Die Tage des Tafelladens in der Göppinger Gartenstraße sind gezählt. Der von der Caritas Fils-Neckar-Alb betriebene Einrichtung, in der sich Bedürftige mit günstigen Lebensmitteln eindecken können, ist gekündigt worden.

Göppingen - Die Tage der Göppinger Tafel in der Gartenstraße sind gezählt. Die Kündigung liegt auf dem Tisch. Bis zum 30. April muss die von der Caritas Fils-Neckar-Alb in der Stauferstadt betriebene Einrichtung ein neues Domizil gefunden haben. Die Verkaufsräume, in denen sich bedürftige Menschen künftig mit günstigen Lebensmitteln versorgen können, sollten größer sein, als der Laden in der Gartenstraße 45. Angesichts des knappen Angebots an passgenauen Flächen in der Göppinger Innenstadt gleicht das der Suche nach der Nadel im Heuhaufen.

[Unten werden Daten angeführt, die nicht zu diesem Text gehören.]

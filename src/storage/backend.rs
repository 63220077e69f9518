//! Storage backend trait definition
//!
//! This module defines the core `StorageBackend` trait that all
//! durable reading stores implement.

use std::collections::HashMap;

use async_trait::async_trait;
use chrono::{DateTime, Utc};

use super::error::StorageResult;
use super::schema::ReadingRow;

/// Health status of the storage backend
#[derive(Debug, Clone)]
pub struct HealthStatus {
    /// Is the backend operational?
    pub healthy: bool,

    /// Human-readable status message
    pub message: String,

    /// Additional backend-specific metadata
    pub metadata: HashMap<String, String>,
}

/// Trait for durable reading stores
///
/// ## Thread Safety
///
/// Implementations must be `Send + Sync` as they are moved into the
/// pipeline task.
///
/// ## Error Handling
///
/// Methods return `StorageResult<T>`; implementations convert their own
/// errors to `StorageError` variants.
#[async_trait]
pub trait StorageBackend: Send + Sync {
    /// Insert a batch of readings
    ///
    /// Implementations should write the batch atomically, so a failed batch
    /// leaves no partial rows behind.
    async fn insert_batch(&self, readings: Vec<ReadingRow>) -> StorageResult<()>;

    /// The newest `limit` readings, oldest first
    ///
    /// Used to warm the rolling window on startup.
    async fn query_latest(&self, limit: usize) -> StorageResult<Vec<ReadingRow>>;

    /// Delete readings older than `before`, returning how many were removed
    async fn cleanup_old_readings(&self, before: DateTime<Utc>) -> StorageResult<usize>;

    /// Total number of stored readings
    async fn count(&self) -> StorageResult<usize>;

    /// Lightweight check that the backend is operational
    ///
    /// Called once when the backend is opened; an unhealthy backend is
    /// refused.
    async fn health_check(&self) -> StorageResult<HealthStatus>;

    /// Close the backend and release resources
    async fn close(&self) -> StorageResult<()>;
}
//! Row layout of the `readings` table
//!
//! Every channel gets its own typed column so that history can be queried
//! per channel without decoding anything. Timestamps are stored as Unix
//! milliseconds (UTC).

use chrono::{DateTime, Utc};

use crate::SensorReading;

/// A single reading as stored in the database
#[derive(Debug, Clone, PartialEq)]
pub struct ReadingRow {
    /// Ingestion time as Unix milliseconds
    pub timestamp_ms: i64,
    pub ch4: f64,
    pub etoh: f64,
    pub h2: f64,
    pub nh3: f64,
    pub co: f64,
    pub no2: f64,
    pub oxygen: f64,
    pub distance: f64,
    pub flame: i64,
}

impl ReadingRow {
    pub fn timestamp(&self) -> Option<DateTime<Utc>> {
        DateTime::from_timestamp_millis(self.timestamp_ms)
    }
}

impl From<&SensorReading> for ReadingRow {
    fn from(reading: &SensorReading) -> Self {
        Self {
            timestamp_ms: reading.timestamp.timestamp_millis(),
            ch4: reading.ch4,
            etoh: reading.etoh,
            h2: reading.h2,
            nh3: reading.nh3,
            co: reading.co,
            no2: reading.no2,
            oxygen: reading.oxygen,
            distance: reading.distance,
            flame: reading.flame,
        }
    }
}

impl TryFrom<ReadingRow> for SensorReading {
    type Error = super::StorageError;

    fn try_from(row: ReadingRow) -> Result<Self, Self::Error> {
        let timestamp = row.timestamp().ok_or_else(|| {
            super::StorageError::CorruptRow(format!("timestamp out of range: {}", row.timestamp_ms))
        })?;

        Ok(SensorReading {
            timestamp,
            ch4: row.ch4,
            etoh: row.etoh,
            h2: row.h2,
            nh3: row.nh3,
            co: row.co,
            no2: row.no2,
            oxygen: row.oxygen,
            distance: row.distance,
            flame: row.flame,
        })
    }
}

Ein halbes Jahr des vergeblichen Bemühens liegt bereits hinter den Verantwortlichen.

 

Caritas steht noch mit leeren Händen da

Fünf Monate vor dem Auszugstermin steht die Caritas noch mit leeren Händen da – aber immerhin mit dem Versprechen des neuen Eigentümers, der Kreissparkasse Göppingen, dass diese sie im Zweifelsfall nicht im Regen stehen lässt. „Der Laden kann bleiben, bis klar ist, wann das Gebäude abgerissen wird“, versichert Tobias Kocherscheidt, der Geschäftsführer des Fachpartners Gewerbeimmobilien, einer Sparkassen-Tochterfirma. Außerdem wollen die Immobilienexperten dem Tafelladen bei der Suche nach neuen Räumen helfen. Das verspricht auch die städtische Wirtschaftsförderung. Sie unterstützt der Stadt zufolge das Anliegen und hat der Caritas vorgeschlagen, mit der städtischen Wohnbaugesellschaft Kontakt aufzunehmen.

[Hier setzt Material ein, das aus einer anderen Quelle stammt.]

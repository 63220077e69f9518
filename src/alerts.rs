//! Safety threshold evaluation
//!
//! ## Rules
//!
//! Every reading goes through all four rules independently, so one reading
//! may produce several events:
//!
//! ```text
//! flame == 0                          → FlameDetected
//! oxygen outside [19.5, 23.5]         → OxygenOutOfRange
//! no2 >= 5.0                          → No2Danger
//! else no2 >= 3.0                     → No2Warning
//! gas channel: previous == 0, now > 0 → GasDetected(channel)
//! ```
//!
//! The gas rule is edge-triggered: a channel that stays above zero does not
//! fire again until it has dropped back to zero.

use std::fmt;

use chrono::{DateTime, Utc};
use serde::{Deserialize, Serialize};
use tracing::trace;

use crate::{GasChannel, LastChannelValues, SensorReading};

/// Static alert thresholds
#[derive(Debug, Clone, Copy, PartialEq, Serialize, Deserialize)]
pub struct AlertThresholds {
    #[serde(default = "default_oxygen_min")]
    pub oxygen_min: f64,

    #[serde(default = "default_oxygen_max")]
    pub oxygen_max: f64,

    #[serde(default = "default_no2_warning")]
    pub no2_warning: f64,

    #[serde(default = "default_no2_danger")]
    pub no2_danger: f64,
}

fn default_oxygen_min() -> f64 {
    19.5
}

fn default_oxygen_max() -> f64 {
    23.5
}

fn default_no2_warning() -> f64 {
    3.0
}

fn default_no2_danger() -> f64 {
    5.0
}

impl Default for AlertThresholds {
    fn default() -> Self {
        Self {
            oxygen_min: default_oxygen_min(),
            oxygen_max: default_oxygen_max(),
            no2_warning: default_no2_warning(),
            no2_danger: default_no2_danger(),
        }
    }
}

#[derive(Debug, Clone, Copy, PartialEq, Eq, Serialize, Deserialize)]
#[serde(rename_all = "snake_case")]
pub enum Severity {
    Warning,
    Danger,
}

#[derive(Debug, Clone, Copy, PartialEq, Eq, Serialize, Deserialize)]
#[serde(rename_all = "snake_case", tag = "kind")]
pub enum AlertKind {
    FlameDetected,
    OxygenOutOfRange,
    No2Warning,
    No2Danger,
    GasDetected { channel: GasChannel },
}

impl AlertKind {
    pub fn severity(&self) -> Severity {
        match self {
            AlertKind::FlameDetected | AlertKind::No2Danger => Severity::Danger,
            AlertKind::OxygenOutOfRange | AlertKind::No2Warning | AlertKind::GasDetected { .. } => {
                Severity::Warning
            }
        }
    }
}

/// A single alert produced by evaluating one reading
#[derive(Debug, Clone, PartialEq, Serialize, Deserialize)]
pub struct AlertEvent {
    pub kind: AlertKind,

    /// The value that triggered the alert
    pub value: f64,

    /// Timestamp of the reading that produced the alert
    pub timestamp: DateTime<Utc>,
}

impl AlertEvent {
    pub fn severity(&self) -> Severity {
        self.kind.severity()
    }

    /// Human-readable message as written to the alert log
    pub fn message(&self) -> String {
        let value = self.value;
        match self.kind {
            AlertKind::FlameDetected => "🔥 Flame detected! Immediate check required!".to_string(),
            AlertKind::OxygenOutOfRange => {
                format!("🟠 Oxygen level warning! Current value: {value:.1}%")
            }
            AlertKind::No2Danger => format!("🔴 NO2 danger! Current value: {value:.3} ppm"),
            AlertKind::No2Warning => format!("🟡 NO2 caution! Current value: {value:.3} ppm"),
            AlertKind::GasDetected { channel } => {
                format!("🟡 {channel} gas detected! Current value: {value:.3}")
            }
        }
    }
}

impl fmt::Display for AlertEvent {
    fn fmt(&self, f: &mut fmt::Formatter<'_>) -> fmt::Result {
        f.write_str(&self.message())
    }
}

/// Stateless rule engine over [`AlertThresholds`]
#[derive(Debug, Clone, Copy, Default)]
pub struct AlertEvaluator {
    thresholds: AlertThresholds,
}

impl AlertEvaluator {
    pub fn new(thresholds: AlertThresholds) -> Self {
        Self { thresholds }
    }

    pub fn thresholds(&self) -> &AlertThresholds {
        &self.thresholds
    }

    /// Evaluate `reading` against the thresholds and the previous gas values.
    ///
    /// Returns the alerts and the gas values to use for the next reading.
    /// The returned values always mirror `reading`, whether or not anything
    /// fired.
    pub fn evaluate(
        &self,
        reading: &SensorReading,
        last: &LastChannelValues,
    ) -> (Vec<AlertEvent>, LastChannelValues) {
        let mut events = Vec::new();
        let event = |kind, value| AlertEvent {
            kind,
            value,
            timestamp: reading.timestamp,
        };

        if reading.flame_detected() {
            events.push(event(AlertKind::FlameDetected, reading.flame as f64));
        }

        if !self.oxygen_in_range(reading.oxygen) {
            events.push(event(AlertKind::OxygenOutOfRange, reading.oxygen));
        }

        if reading.no2 >= self.thresholds.no2_danger {
            events.push(event(AlertKind::No2Danger, reading.no2));
        } else if reading.no2 >= self.thresholds.no2_warning {
            events.push(event(AlertKind::No2Warning, reading.no2));
        }

        for channel in GasChannel::ALL {
            let current = reading.gas(channel);
            if current > 0.0 && last.get(channel) == 0.0 {
                events.push(event(AlertKind::GasDetected { channel }, current));
            }
        }

        trace!(
            "evaluated reading at {}: {} alert(s)",
            reading.timestamp,
            events.len()
        );

        (events, LastChannelValues::from_reading(reading))
    }

    fn oxygen_in_range(&self, oxygen: f64) -> bool {
        (self.thresholds.oxygen_min..=self.thresholds.oxygen_max).contains(&oxygen)
    }
}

„Wir sehen den erzwungenen Auszug inzwischen auch als Chance für einen Neuanfang“, sagt Agathe Haug, die Marktleiterin. Während der 150 Quadratmeter große Verkaufsraum, in dem der Tafelladen seit der Gründung vor 15 Jahren sein Angebot präsentiert, aus den Nähten platzt, steigt die Zahl der bedürftigen Menschen, die sich dort mit günstigen Lebensmitteln eindecken. „Zuletzt haben wir rund 100 Flüchtlinge aus den Gemeinschaftsunterkünften hinzubekommen“, sagt die Marktleiterin. Damit haben rund 600 Menschen einen Schein, der sie zum Einkauf in der Gartenstraße berechtigt.

Flüchtlinge als neuer Kundenkreis

Montag, 11 Uhr: im Tafelladen herrscht drangvolle Enge. Binnen der nächsten vier Stunden werden sich hier knapp 200 Menschen mit dem Grundbedarf an Lebensmitteln eindecken. Die Menschen stehen bis zu einer halben Stunde an der Kasse an, um die paar Euro für ihren prall gefüllten Einkaufskorb zu zahlen. Man glaubt ihnen anzusehen, dass sie nicht auf der Sonnenseite des Lebens stehen. Auffällig viele junge Männer sind darunter.

Schon allein der neuen Kundschaft wegen ist Agathe Haug gar nicht traurig, dass die Zeichen auf Veränderung stehen. „Wir bräuchten Räume, die mindestens doppelt so groß sind“, sagt sie. Der neue Tafelladen sollte zentral gelegen und mit Bus und Bahn gut erreichbar sein. Darüber hinaus müsste er über einen barrierefreien Zugang verfügen und von der Rückseite her von den beiden Caritas-Lieferwagen problemlos anzufahren sein.

„Wenn unsere Autos vor dem Laden hielten, würde uns die Ware schon beim Ausladen aus den Händen gerissen“, sagt Agathe Haug. Das gehe schon allein deshalb nicht, weil die Lebensmittel, die es nicht mehr in die Regale der Supermärkte von Penny, Lidl, Aldi, Marktkauf, Edeka und Co. geschafft hätten, von Hand sorgfältig vorsortiert werden müssten. Die Spreu vom Weizen zu trennen – das ist die Hauptarbeit der rund 35 Tafelladen-Helfer. „Die Sinne entscheiden“, sagt Agathe Haug. Lebensmittel, die trotz eines abgelaufenen Haltbarkeitsdatums den Geschmackstest bestehen, kommen in die Regale. Den kümmerlichen Rest bekommt ein Bauer. In der Gartenstraße dreht der Warenkreislauf noch eine Ehrenrunde – zum Nutzen aller.